Saturday, May 21, 2016

The Paradox of Choice: why more is less - Barry Schwartz (Harper Perennial, 2005)

We live in an economy capable of generating countless variations of a product to meet individual tastes.  The problem arises when we find that we are not capable of managing mentally so many choices.  [153.83]

This book poses an interesting paradox: we live in a world that offers us ever more choice in even our most mundane goods, yet they ability to choose from such a variety makes us less happy with our choices.  Every decision disappoints.  This is particularly true for persons who seek to optimize based on their actions rather than to satisfy some need.

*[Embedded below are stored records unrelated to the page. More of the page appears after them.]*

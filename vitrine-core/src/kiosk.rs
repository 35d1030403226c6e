use std::sync::Arc;
use tokio::runtime::Handle;

use crate::catalog::{CatalogEntry, ProductCatalog};
use crate::classifier::Classifier;
use crate::clock::{Clock, Timestamp};
use crate::config::VitrineConfig;
use crate::debouncer::DetectionDebouncer;
use crate::frame::FrameSource;
use crate::label::DetectionLabel;
use crate::presentation::{PresentationMachine, PresentationSettings, PresentationState};
use crate::sink::PresentationSink;

/// What one tick saw.
#[derive(Debug, Clone, PartialEq)]
pub struct TickReport {
    pub now: Timestamp,
    pub label: DetectionLabel,
    pub entry: CatalogEntry,
    /// A classification request went out during this tick.
    pub dispatched: bool,
}

/// Clock, debouncer, catalog and state machine wired into one tick.
pub struct Kiosk {
    clock: Arc<dyn Clock>,
    catalog: ProductCatalog,
    debouncer: DetectionDebouncer,
    machine: PresentationMachine,
}

impl Kiosk {
    pub fn new(
        clock: Arc<dyn Clock>,
        catalog: ProductCatalog,
        debouncer: DetectionDebouncer,
        machine: PresentationMachine,
    ) -> Self {
        Self {
            clock,
            catalog,
            debouncer,
            machine,
        }
    }

    pub fn from_config(
        config: &VitrineConfig,
        catalog: ProductCatalog,
        classifier: Arc<dyn Classifier>,
        frames: Box<dyn FrameSource>,
        clock: Arc<dyn Clock>,
        runtime: Handle,
    ) -> Self {
        let debouncer = DetectionDebouncer::new(
            classifier,
            frames,
            runtime,
            config.timing.poll_interval_ms,
            catalog.idle_label().clone(),
            clock.now(),
        );
        let machine = PresentationMachine::new(PresentationSettings::from_config(config));
        Self::new(clock, catalog, debouncer, machine)
    }

    pub fn tick(&mut self, sink: &mut dyn PresentationSink) -> TickReport {
        let now = self.clock.now();
        let dispatched = self.debouncer.poll(now).is_some();
        let label = self.debouncer.latest();
        let entry = self.catalog.resolve(&label);
        self.machine.evaluate(entry, now, sink);

        TickReport {
            now,
            label,
            entry,
            dispatched,
        }
    }

    pub fn state(&self) -> &PresentationState {
        self.machine.state()
    }

    pub fn catalog(&self) -> &ProductCatalog {
        &self.catalog
    }

    pub fn debouncer(&self) -> &DetectionDebouncer {
        &self.debouncer
    }

    /// Wait for in-flight classifications to land.
    pub async fn settle(&mut self) {
        self.debouncer.settle().await;
    }
}
use std::sync::Arc;

/// Pixel layout of a [`Frame`] payload.
#[derive(Debug, Clone, Copy, PartialEq, Eq)]
pub enum FrameFormat {
    /// Tightly packed 8-bit RGB, `width * height * 3` bytes.
    Rgb8,
    /// Compressed image (JPEG, PNG) passed through untouched.
    Encoded,
}

/// A captured video frame. The payload is shared so handing a frame to a
/// classification request does not copy pixels.
#[derive(Debug, Clone)]
pub struct Frame {
    pub data: Arc<[u8]>,
    pub width: u32,
    pub height: u32,
    pub format: FrameFormat,
}

impl Frame {
    pub fn rgb(data: Vec<u8>, width: u32, height: u32) -> Self {
        Self {
            data: data.into(),
            width,
            height,
            format: FrameFormat::Rgb8,
        }
    }

    pub fn encoded(data: Vec<u8>) -> Self {
        Self {
            data: data.into(),
            width: 0,
            height: 0,
            format: FrameFormat::Encoded,
        }
    }

    pub fn is_empty(&self) -> bool {
        self.data.is_empty()
    }
}

/// Where the debouncer takes frames from.
pub trait FrameSource: Send {
    /// False while the source has not buffered enough data to classify.
    fn is_ready(&mut self) -> bool;

    /// Latest frame. Only called after `is_ready` returned true.
    fn current_frame(&mut self) -> Frame;
}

The author invokes a broad range of research in highlighting how too broad a range of choice can lead us to regret decisions because we had unrealistic expectations of the outcome or to constantly compare them with choices not made.  The impact of this paradox is greater stress in our personal lives. 

It also has implications for marketing where product line extension has become the norm (contrary to the warnings of Ries and Trout in the book Positioning of thirty years ago.)  What is a Coke today?  Is it Classic Coke, Coke Zero, Diet Coke...  Schwartz hints that we may become paralyzed by our inability to choose.  Thus, by offering more selection, we get consumers who take no decision or are ultimately dissatisfied with the product they have chosen.

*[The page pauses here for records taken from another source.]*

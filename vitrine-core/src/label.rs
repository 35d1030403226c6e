use serde::{Deserialize, Serialize};
use std::fmt;

/// Label emitted by the classifier when no product is held up.
pub const IDLE_LABEL: &str = "Welcome!";

/// Opaque identifier produced by the classifier.
#[derive(Debug, Clone, PartialEq, Eq, Hash, PartialOrd, Ord, Serialize, Deserialize)]
#[serde(transparent)]
pub struct DetectionLabel(String);

impl DetectionLabel {
    pub fn new(label: impl Into<String>) -> Self {
        Self(label.into())
    }

    pub fn idle() -> Self {
        Self::new(IDLE_LABEL)
    }

    pub fn as_str(&self) -> &str {
        &self.0
    }
}

impl From<&str> for DetectionLabel {
    fn from(label: &str) -> Self {
        Self::new(label)
    }
}

impl From<String> for DetectionLabel {
    fn from(label: String) -> Self {
        Self(label)
    }
}

impl fmt::Display for DetectionLabel {
    fn fmt(&self, f: &mut fmt::Formatter<'_>) -> fmt::Result {
        f.write_str(&self.0)
    }
}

This book is recommended to anyone interested in our consumer society.

Thursday, April 28, 2016

Tulipmania - Anne Goldgar (University of Chicago Press, 2008)


A serious review of one of the iconic financial bubbles in European history.  The author suggests that legend has largely shaped our views on its origin, extent, and impact on Dutch society.  [330.949203]

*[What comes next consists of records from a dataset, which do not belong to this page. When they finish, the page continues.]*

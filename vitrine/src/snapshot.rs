use log::debug;
use std::fs;
use std::path::PathBuf;

use vitrine_core::{Frame, FrameSource};

/// Frames from an image file that an external capture tool keeps rewriting.
pub struct SnapshotFrameSource {
    path: PathBuf,
    pending: Option<Vec<u8>>,
}

impl SnapshotFrameSource {
    pub fn new(path: PathBuf) -> Self {
        Self { path, pending: None }
    }
}

impl FrameSource for SnapshotFrameSource {
    fn is_ready(&mut self) -> bool {
        match fs::read(&self.path) {
            Ok(bytes) if !bytes.is_empty() => {
                self.pending = Some(bytes);
                true
            }
            Ok(_) => {
                debug!("Snapshot {:?} is empty", self.path);
                false
            }
            Err(e) => {
                debug!("Snapshot {:?} unavailable: {}", self.path, e);
                false
            }
        }
    }

    fn current_frame(&mut self) -> Frame {
        Frame::encoded(self.pending.take().unwrap_or_default())
    }
}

This book re-examines the Tulip bubble of 1636-7.  Its premise is that everything we all have read in Extraordinary Popular Delusions, in Burton Malkiel, and elsewhere is based on flawed documents.  All of these derive from a single 18th century source (or from MacKay who used this same source) that drew its information from 17th century pamphlets.  The pamphlets were written with didactic or moralizing intent rather than as actual history.  They exaggerated the spread of the speculation in society and its economic impacts of the Dutch economy. 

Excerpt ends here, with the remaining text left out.